WWOOF International operates out of England, so we got a money order (the membership cost varies by country and organisation), filled out the application form, and sent everything off to London. We were later emailed a website access code which enabled us to get individual work expectations and contact information for listed WWOOFing farms in the country of our choice. Each farm has particular volunteer work needs with a variety of living and work arrangements such as, “WWOOFers will be expected to work five days a week for eight hours per day with caravan accommodation, and you cook your own meals,” or “Six days a week for four hours, bedrooms in the main farmhouse, and you eat your meals with the family.” A WWOOFing working holiday can range from two weeks to six months. And you don’t need a work visa. Some farms only want single travellers, while others can easily handle eight or more WWOOFers depending on the season and workload.

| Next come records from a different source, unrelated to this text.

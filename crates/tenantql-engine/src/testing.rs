//! Test doubles, compiled for this crate's tests and behind the `test-util` feature

use async_trait::async_trait;
use std::collections::VecDeque;
use std::sync::atomic::{AtomicUsize, Ordering};
use std::sync::Mutex;
use std::time::Duration;

use crate::backend::{GenerationBackend, GenerationError};

struct ScriptRule {
    needle: String,
    replies: VecDeque<Result<String, GenerationError>>,
}

/// Deterministic fake backend keyed on prompt substrings.
///
/// Each rule replays its replies in order and keeps repeating the last one.
/// Prompts matching no rule get a provider error.
#[derive(Default)]
pub struct ScriptedBackend {
    rules: Mutex<Vec<ScriptRule>>,
    prompts: Mutex<Vec<String>>,
    calls: AtomicUsize,
    delay: Option<Duration>,
}

impl ScriptedBackend {
    pub fn new() -> Self {
        Self::default()
    }

    pub fn reply(self, needle: &str, text: impl Into<String>) -> Self {
        self.push(needle, Ok(text.into()))
    }

    pub fn fail(self, needle: &str, error: GenerationError) -> Self {
        self.push(needle, Err(error))
    }

    /// Sleep before answering, to exercise timeouts
    pub fn with_delay(mut self, delay: Duration) -> Self {
        self.delay = Some(delay);
        self
    }

    fn push(self, needle: &str, reply: Result<String, GenerationError>) -> Self {
        {
            let mut rules = self.rules.lock().unwrap_or_else(|e| e.into_inner());
            match rules.iter_mut().find(|r| r.needle == needle) {
                Some(rule) => rule.replies.push_back(reply),
                None => rules.push(ScriptRule {
                    needle: needle.to_string(),
                    replies: VecDeque::from([reply]),
                }),
            }
        }
        self
    }

    pub fn calls(&self) -> usize {
        self.calls.load(Ordering::SeqCst)
    }

    pub fn calls_matching(&self, needle: &str) -> usize {
        self.prompts().iter().filter(|p| p.contains(needle)).count()
    }

    pub fn prompts(&self) -> Vec<String> {
        self.prompts.lock().unwrap_or_else(|e| e.into_inner()).clone()
    }
}

#[async_trait]
impl GenerationBackend for ScriptedBackend {
    async fn generate(&self, prompt: &str) -> Result<String, GenerationError> {
        self.calls.fetch_add(1, Ordering::SeqCst);
        self.prompts
            .lock()
            .unwrap_or_else(|e| e.into_inner())
            .push(prompt.to_string());

        if let Some(delay) = self.delay {
            tokio::time::sleep(delay).await;
        }

        let mut rules = self.rules.lock().unwrap_or_else(|e| e.into_inner());
        let Some(rule) = rules.iter_mut().find(|r| prompt.contains(&r.needle)) else {
            return Err(GenerationError::Provider("no scripted reply".to_string()));
        };
        if rule.replies.len() > 1 {
            rule.replies
                .pop_front()
                .unwrap_or_else(|| Err(GenerationError::Provider("script exhausted".to_string())))
        } else {
            rule.replies
                .front()
                .cloned()
                .unwrap_or_else(|| Err(GenerationError::Provider("script exhausted".to_string())))
        }
    }
}
//! Execution plan and performance hints attached to a finished translation

use tenantql_model::{ExecutionPlan, JoinStrategy, PlanComplexity, QueryAnalysis};
use tenantql_sql::Statement;

/// Plans with more joins than this are rated high
const HIGH_JOIN_COUNT: usize = 3;

pub fn execution_plan(analysis: &QueryAnalysis, strategy: &JoinStrategy) -> ExecutionPlan {
    let mut tables_involved = vec![strategy.primary_table.clone()];
    let mut recommended_indexes: Vec<String> = Vec::new();
    for join in &strategy.joins {
        if !tables_involved.iter().any(|t| t.eq_ignore_ascii_case(&join.table)) {
            tables_involved.push(join.table.clone());
        }
        if let Some(key) = join_key(&join.condition, &join.table) {
            if !recommended_indexes.contains(&key) {
                recommended_indexes.push(key);
            }
        }
    }

    let join_count = strategy.joins.len();
    let estimated_complexity = if join_count > HIGH_JOIN_COUNT {
        PlanComplexity::High
    } else if join_count > 0 || analysis.has_aggregation || analysis.has_subquery {
        PlanComplexity::Medium
    } else {
        PlanComplexity::Low
    };

    ExecutionPlan {
        tables_involved,
        join_count,
        estimated_complexity,
        recommended_indexes,
    }
}

/// The `table.column` side of `a.x = b.y` that belongs to the joined table
fn join_key(condition: &str, joined_table: &str) -> Option<String> {
    let (left, right) = condition.split_once('=')?;
    let (left, right) = (left.trim(), right.trim());
    let belongs = |side: &str| {
        side.split_once('.')
            .map(|(table, _)| table.eq_ignore_ascii_case(joined_table))
            .unwrap_or(false)
    };
    let key = if belongs(left) { left } else { right };
    key.contains('.').then(|| key.to_string())
}

pub fn performance_hints(sql: &str, plan: &ExecutionPlan) -> Vec<String> {
    let mut hints: Vec<String> = plan
        .recommended_indexes
        .iter()
        .map(|key| format!("consider an index on {}", key))
        .collect();
    if plan.join_count > 2 {
        hints.push(format!(
            "{} joins; order them so the most selective table is joined first",
            plan.join_count
        ));
    }
    let filters = Statement::parse(sql)
        .map(|stmt| stmt.significant().any(|t| t.is_keyword("WHERE")))
        .unwrap_or(false);
    if filters {
        hints.push("WHERE conditions should use indexed columns".to_string());
    }
    hints
}

#[cfg(test)]
mod tests {
    use super::*;
    use tenantql_model::{Complexity, JoinStep, JoinType};

    fn analysis(has_aggregation: bool) -> QueryAnalysis {
        QueryAnalysis {
            complexity: Complexity::Complex,
            tables_referenced: vec!["contracts".to_string()],
            columns_referenced: vec![],
            has_join: false,
            has_aggregation,
            has_derived_field: false,
            has_subquery: false,
            derived_fields: vec![],
        }
    }

    fn join(table: &str, condition: &str) -> JoinStep {
        JoinStep {
            table: table.to_string(),
            join_type: JoinType::Left,
            condition: condition.to_string(),
        }
    }

    #[test]
    fn test_single_table_plan_is_low() {
        let plan = execution_plan(&analysis(false), &JoinStrategy::single("awards"));
        assert_eq!(plan.tables_involved, vec!["awards"]);
        assert_eq!(plan.join_count, 0);
        assert_eq!(plan.estimated_complexity, PlanComplexity::Low);
        assert!(performance_hints("SELECT description FROM awards", &plan).is_empty());

        let plan = execution_plan(&analysis(true), &JoinStrategy::single("awards"));
        assert_eq!(plan.estimated_complexity, PlanComplexity::Medium);
    }

    #[test]
    fn test_join_keys_become_index_hints() {
        let mut strategy = JoinStrategy::single("awards");
        strategy.joins = vec![
            join("recipients", "awards.recipient_id = recipients.id"),
            join("agencies", "agencies.id = awards.awarding_agency_id"),
        ];
        let plan = execution_plan(&analysis(false), &strategy);
        assert_eq!(plan.tables_involved, vec!["awards", "recipients", "agencies"]);
        assert_eq!(plan.recommended_indexes, vec!["recipients.id", "agencies.id"]);
        assert_eq!(plan.estimated_complexity, PlanComplexity::Medium);

        let hints = performance_hints("SELECT 1 FROM awards WHERE total_obligation > 5", &plan);
        assert_eq!(
            hints,
            vec![
                "consider an index on recipients.id",
                "consider an index on agencies.id",
                "WHERE conditions should use indexed columns",
            ]
        );
    }

    #[test]
    fn test_many_joins_rate_high() {
        let mut strategy = JoinStrategy::single("a");
        strategy.joins = ["b", "c", "d", "e"]
            .iter()
            .map(|t| join(t, &format!("a.{t}_id = {t}.id")))
            .collect();
        let plan = execution_plan(&analysis(false), &strategy);
        assert_eq!(plan.join_count, 4);
        assert_eq!(plan.estimated_complexity, PlanComplexity::High);
        let hints = performance_hints("SELECT 1 FROM a", &plan);
        assert!(hints.iter().any(|h| h.starts_with("4 joins")));
    }
}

The main WWOOF website (www.wwoof.org) is packed with helpful information and includes links to other countries like Italy (www.wwoof.it) and the United States (www.wwoofusa.org) who are not part of the International WWOOFing organisation.
Although I must acknowledge that our initial attraction to WWOOFing was financial, we also had a desire to experience some settled time in Italy and France, allowing us a chance to get to know people, politics, culture, and social mores on a more intimate level than one can as a tourist. It’s a win-win situation for both the volunteer workers and the farmers. The workers get a chance to learn about organic farming and to experience a different way of living far from their home while the farmers get help in the never-ending chores of running a farm, organic or otherwise. You can probably find a WWOOFing volunteer opportunity close to your town, or at least in your home province or state, if that’s more manageable for you.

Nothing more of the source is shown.